El endurecimiento del corazón, tanto en momentos de crisis, como en situaciones de éxito y abundancia, impide la escucha de la voz de Dios. Porque Dios sigue hablando ocurra lo que ocurra, en cada momento concreto. Su Palabra siempre es actual, como en un “hoy” continuo. Por eso dirá la Carta a los Hebreos: “Animaos los unos a los otros, cada día, mientras dure “este hoy”, para que ninguno de vosotros se endurezca, engañado por el pecado” (Hb 3,13)

¿Cómo es la voz de Dios?

          Su voz siempre contiene una llamada, una interpelación personal, que nos compromete. Por eso decimos que su palabra siempre es vocación en sentido amplio, siempre es llamada a vivir o a hacer algo.

          Cuando esa voz – llamada busca orientar toda la vida de una persona, entonces decimos que esa es propiamente “la vocación personal”, “aquello a lo que Dios te llama a ser en tu vida”.

          A partir de aquí, se desarrolla la vida a base de pequeñas llamadas, que concretan aquella otra personal de la propia vocación.

Dios habló a San José. Le llamó a una misión absolutamente personal: ejercer la función de padre de Jesús, alimentarle, cuidar de él, en definitiva custodiar el gran Misterio del Verbo hecho Hombre. El corazón de San José, lejos de estar endurecido, escuchó la voz de Dios y permaneció disponible y abierto a todas las vicisitudes y sorpresas que le exigía su misión. Eso es creer y vivir fielmente la propia vocación.

Tradicionalmente San José se ha vinculado a los seminarios. ¿Por qué? San José, diríamos hoy, era un laico, un profesional, un ciudadano, padre de familia. Eso sí, con una vocación del todo especial. Y es por esta vocación por lo que la piedad le ha visto tan próximo al sacerdocio ministerial, a los seminaristas y los sacerdotes. Servir al gran Misterio de Jesús, Dios hecho hombre, para cuidarlo, haciendo posible la verdad de la Encarnación y sea así mostrada a la humanidad…

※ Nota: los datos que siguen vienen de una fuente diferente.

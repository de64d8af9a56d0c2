//! Stateless mapping from one observation to one motor command.

use crate::{FaceObservation, MotorCommand, TrackerConfig, TurnSpeed};

/// Decide how to move for a single observation.
///
/// Centering takes precedence over approach: the platform first turns toward
/// the face and only drives forward or backward once the face sits inside
/// the deadband. Deadband and approach-band edges are inclusive.
///
/// # Examples
/// ```
/// use tracker::{steer, FaceObservation, MotorCommand, TrackerConfig, TurnSpeed};
/// let config = TrackerConfig::default();
/// let cmd = steer(&FaceObservation::new(0.3, 0.1), &config);
/// assert_eq!(cmd, MotorCommand::Right(TurnSpeed::Fast));
/// ```
pub fn steer(observation: &FaceObservation, config: &TrackerConfig) -> MotorCommand {
    let FaceObservation {
        center_offset,
        apparent_width,
    } = observation.clamped();

    let magnitude = center_offset.abs();
    if magnitude > config.center_deadband {
        let speed = if magnitude > config.center_fast_threshold {
            TurnSpeed::Fast
        } else {
            TurnSpeed::Slow
        };
        return if center_offset > 0.0 {
            MotorCommand::Right(speed)
        } else {
            MotorCommand::Left(speed)
        };
    }

    if apparent_width < config.approach_near {
        MotorCommand::Forward
    } else if apparent_width > config.approach_far {
        MotorCommand::Backward
    } else {
        MotorCommand::Stop
    }
}
use sensor::Frame;
use tokio::{sync::mpsc, time::Duration};
use tracing::{error, info, warn};
use tracker::{StopHandle, TrackerError, TrackingController, Transition};

/// Counters collected over one driven session.
#[derive(Clone, Copy, Debug, Default, PartialEq, Eq)]
pub struct DriveSummary {
    /// Ticks processed by the controller, synthesized ones included.
    pub ticks: u64,
    /// Empty ticks created because no frame arrived in time.
    pub timeouts: u64,
    pub acquisitions: u32,
    pub losses: u32,
}

/// Feeds frames from a single queue into a [`TrackingController`].
///
/// The queue serializes delivery from any number of sources. When no frame
/// arrives within `frame_timeout` an empty tick is processed instead, so a
/// stalled camera still ends in target loss and STOP.
pub struct Driver {
    controller: TrackingController,
    frame_timeout: Duration,
}

impl Driver {
    /// Default wait for a frame before an empty tick is synthesized.
    pub const DEFAULT_FRAME_TIMEOUT: Duration = Duration::from_millis(500);

    pub fn new(controller: TrackingController, frame_timeout: Duration) -> Self {
        Self {
            controller,
            frame_timeout,
        }
    }

    /// Handle for stopping the session from another task.
    pub fn stop_handle(&self) -> StopHandle {
        self.controller.stop_handle()
    }

    /// Run until the frame queue closes or the session is stopped.
    ///
    /// Starts the session first, so an invalid configuration fails here
    /// before any frame is consumed. The motors are always stopped on return.
    pub async fn run(mut self, mut frames: mpsc::Receiver<Frame>) -> tracker::Result<DriveSummary> {
        self.controller.start_session()?;
        let mut summary = DriveSummary::default();

        loop {
            let frame = match tokio::time::timeout(self.frame_timeout, frames.recv()).await {
                Ok(Some(frame)) => frame,
                Ok(None) => {
                    info!("frame queue closed");
                    break;
                }
                Err(_) => {
                    warn!(timeout = ?self.frame_timeout, "no frame received, treating as empty");
                    summary.timeouts += 1;
                    None
                }
            };

            match self.controller.process_tick(frame) {
                Ok(outcome) => {
                    summary.ticks += 1;
                    match outcome.transition {
                        Some(Transition::Acquired) => summary.acquisitions += 1,
                        Some(Transition::Lost) => summary.losses += 1,
                        None => {}
                    }
                    if outcome.stopped {
                        info!("session stopped by listener");
                        break;
                    }
                }
                // a stop requested between ticks surfaces as NotStarted
                Err(TrackerError::NotStarted) => {
                    info!("session stopped on request");
                    break;
                }
                Err(e) => {
                    error!(%e, "tick rejected");
                    break;
                }
            }
        }

        self.controller.stop_session();
        info!(?summary, "driver finished");
        Ok(summary)
    }
}
use thiserror::Error;

#[derive(Debug, Error, Clone, PartialEq)]
pub enum TrackerError {
    /// A tick arrived before [`start_session`](crate::TrackingController::start_session).
    #[error("tracking session not started")]
    NotStarted,
    /// Thresholds supplied at session start are out of range or inconsistent.
    #[error("invalid configuration: {0}")]
    InvalidConfiguration(String),
}

/// Convenience result type used throughout this crate.
pub type Result<T> = std::result::Result<T, TrackerError>;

San José personifica la obediencia, la verdadera obediencia, que ha de acompañar a toda vocación, especialmente a la vocación sacerdotal. Es la obediencia del pobre, que se pone absolutamente disponible, al servicio del misterio.

Algo que no se improvisa. Una virtud que requiere mucho olvido de sí mismo, de las propias necesidades y exigencias, incluidas las más “naturales” y lógicas.

Sobre todo la exigencia de no querer dominar el misterio, la renuncia a “entender todo”, controlar, mandar, planificar todo. ¿No nos ha hecho Dios inteligentes, poderosos, capaces de progresar y transformar el mundo?… Es, quizá, la virtud más necesaria para servir al misterio, que se va realizando en esta historia, en la Iglesia y en el mundo. No fue, no ha de ser en los sacerdotes, una mera renuncia, sino una capacidad para servir realmente, abiertos a lo inesperado, entregados absolutamente, desde la fe, a la providencia amorosa del Padre.

Justamente el Padre que desea acercarse a sus hijos en formas de paternidad humana. Que la humanidad de los seminaristas y sacerdotes se asemeje a la de San José, para que el Misterio se manifieste al mundo.